1. Introduction

The objective of this discussion is to explore, analyze, and build a simple linear regression to model quarter mile time (the time it takes to travel 1/4 of a mile) as a function of horse power using R’s built in mtcars data set. The data set contains the following variables:

variable description
mpg Miles/(US) gallon
cyl Number of cylinders
disp Displacement (cu.in.)
hp Gross horsepower
drat Rear axle ratio
wt Weight (1000 lbs)
qsec 1/4 mile time
vs V/S
am Transmission (0 = automatic, 1 = manual)
gear Number of forward gears
carb Number of carburetors

Keeping in line with the week’s material focusing on simple regression, I will only be using horse power as the predictor variable and quarter mile time as the response variable.

2. Data Exploration

We will commence with basic summary statistics.

2.1 Summary Statistics

The most important highlight of the summary table of the data below is the fact that there are no missing values in this data set. This means that there is no need for imputation. Also, the minimum value for each variable is greater than zero ( having a negative quarter mile time or horse power is not acceptable in this context), therefore we do not need to discard any records initially.


Summary Table

data(mtcars)
summary <- describe(select(mtcars, qsec, hp))
summary$na <- nrow(mtcars) - summary$n
summary <- select(summary, vars, n, mean, sd, median, min, max, na )
names(summary) <- c("Variables", "Cases", "Mean", "SD", "Median", "Min", "Max", "NAs")
datatable(summary, options = list(filter = FALSE))


The Data

The data set has 32 records, these can be viewed in the table below

# Pirnt summary 
datatable(select(mtcars, qsec, hp), options = list(filter = FALSE))


2.2 Data Visualization

The scatter plot below shows that there might be a linear relationship between quarter mile time and horsepower. It seems that generally as horsepower increases the quarter mile time decreases.
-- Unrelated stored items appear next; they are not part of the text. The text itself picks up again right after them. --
//! Command routing and invocation.
//!
//! Resolves the command name against the binding table and hands the
//! extracted arguments to the matching handler.

use pegasus_analyzers::Toolkit;
use pegasus_protocol::{BridgeError, BridgeRequest, BridgeResponse, Command};
use tracing::debug;

use crate::handlers::{self, Arguments};
use crate::telemetry::DISPATCH_TARGET;

/// Resolve the command named by the request.
///
/// Matching is exact and case-sensitive; a missing command never matches.
pub fn route(request: &BridgeRequest) -> Option<Command> {
    request.command.as_deref().and_then(Command::from_name)
}

/// Invoke the collaborator operation bound to `command`.
pub fn invoke(
    command: Command,
    request: &BridgeRequest,
    toolkit: &dyn Toolkit,
) -> Result<BridgeResponse, BridgeError> {
    let binding = command.binding();
    let args = Arguments::extract(request, binding)?;
    debug!(
        target: DISPATCH_TARGET,
        collaborator = %binding.collaborator,
        operation = binding.operation,
        "invoking collaborator"
    );

    match command {
        Command::AnalyzeNik => handlers::nik::analyze_nik(&args, toolkit),
        Command::CheckSlik => handlers::nik::check_slik(&args, toolkit),
        Command::AnalyzePhone => handlers::phone::analyze_phone(&args, toolkit),
        Command::FraudCheckImei => handlers::fraud::fraud_check_imei(&args, toolkit),
        Command::FraudCheckPhone => handlers::fraud::fraud_check_phone(&args, toolkit),
        Command::AnalyzePersona => handlers::persona::analyze_persona(&args, toolkit),
        Command::TrackDevice => handlers::tracking::track_device(&args, toolkit),
    }
}

/// Route and invoke a decoded request.
///
/// An unknown command is a normal response, not a fault.
pub fn dispatch(request: &BridgeRequest, toolkit: &dyn Toolkit) -> Result<BridgeResponse, BridgeError> {
    match route(request) {
        Some(command) => invoke(command, request, toolkit),
        None => Ok(BridgeResponse::unknown_command(request.command_label())),
    }
}
//! Response envelope.

use serde::Serialize;
use serde_json::Value;
use std::fmt;

use crate::error::ErrorCode;

/// Message emitted when the process is started without a request.
pub const NO_INPUT_MESSAGE: &str = "No input provided";

/// Response envelope.
///
/// Exactly one response is written per invocation, either the collaborator's
/// result passed through untouched or an object holding only `error`.
#[derive(Debug, Clone, PartialEq, Serialize)]
#[serde(untagged)]
pub enum BridgeResponse {
    /// Collaborator result, serialized as-is.
    Success(Value),
    /// Failure body `{"error": "..."}`.
    Failure {
        #[serde(skip)]
        code: ErrorCode,
        error: String,
    },
}

impl BridgeResponse {
    /// Create a success response.
    pub fn success(result: Value) -> Self {
        Self::Success(result)
    }

    /// Create a failure response with the given code and message.
    pub fn failure(code: ErrorCode, error: impl Into<String>) -> Self {
        Self::Failure {
            code,
            error: error.into(),
        }
    }

    /// No request argument was supplied.
    pub fn no_input() -> Self {
        Self::failure(ErrorCode::NoInput, NO_INPUT_MESSAGE)
    }

    /// The command is missing or unrecognized.
    pub fn unknown_command(command: &str) -> Self {
        Self::failure(ErrorCode::UnknownCommand, format!("Unknown command: {}", command))
    }

    /// A collaborator rejected the input; its message is passed through.
    pub fn rejected(message: impl Into<String>) -> Self {
        Self::failure(ErrorCode::Rejected, message)
    }

    /// A fault while decoding, routing or invoking.
    pub fn execution_error(message: impl fmt::Display) -> Self {
        Self::failure(ErrorCode::ExecutionError, format!("Execution Error: {}", message))
    }

    /// A startup failure loading collaborators or their configuration.
    pub fn import_error(message: impl fmt::Display) -> Self {
        Self::failure(ErrorCode::ImportError, format!("Import Error: {}", message))
    }

    /// Whether this response carries a result rather than an error.
    pub fn is_success(&self) -> bool {
        matches!(self, Self::Success(_))
    }

    /// Failure code, `None` for success.
    pub fn code(&self) -> Option<ErrorCode> {
        match self {
            Self::Success(_) => None,
            Self::Failure { code, .. } => Some(*code),
        }
    }

    /// Serialize to a single line of JSON (without the trailing newline).
    pub fn to_json_line(&self) -> Result<String, serde_json::Error> {
        serde_json::to_string(self)
    }
}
ggplot(aes(y = qsec, x = hp ), data = mtcars) +
  geom_point() +
   labs(x="Horsepower", y="1/4 Mile Time (seconds)") + 
  ggtitle("Box plots of 1/4 Mile Time vs. Horsepower")


3. Model Building

There are no missing values in our data. There is also no evident need for transformation, and we will not be discarding any data. Thus we may proceed with building our linear model for quarter mile time as a function of horsepower

lm <- lm(qsec ~ hp, data = mtcars)

summary(lm)
## 
## Call:
## lm(formula = qsec ~ hp, data = mtcars)
## 
## Residuals:
##     Min      1Q  Median      3Q     Max 
## -2.1766 -0.6975  0.0348  0.6520  4.0972 
## 
## Coefficients:
##              Estimate Std. Error t value Pr(>|t|)    
## (Intercept) 20.556354   0.542424  37.897  < 2e-16 ***
## hp          -0.018458   0.003359  -5.495 5.77e-06 ***
## ---
## Signif. codes:  0 '***' 0.001 '**' 0.01 '*' 0.05 '.' 0.1 ' ' 1
## 
## Residual standard error: 1.282 on 30 degrees of freedom
## Multiple R-squared:  0.5016, Adjusted R-squared:  0.485 
## F-statistic: 30.19 on 1 and 30 DF,  p-value: 5.766e-06

Both the intercept and horsepower are statistically significant. An R-squared value of 0.5016 seems ok in this context but I am not an expert in this area so further research is necessary. The model itself is significant with a p-value of 5.766e-06.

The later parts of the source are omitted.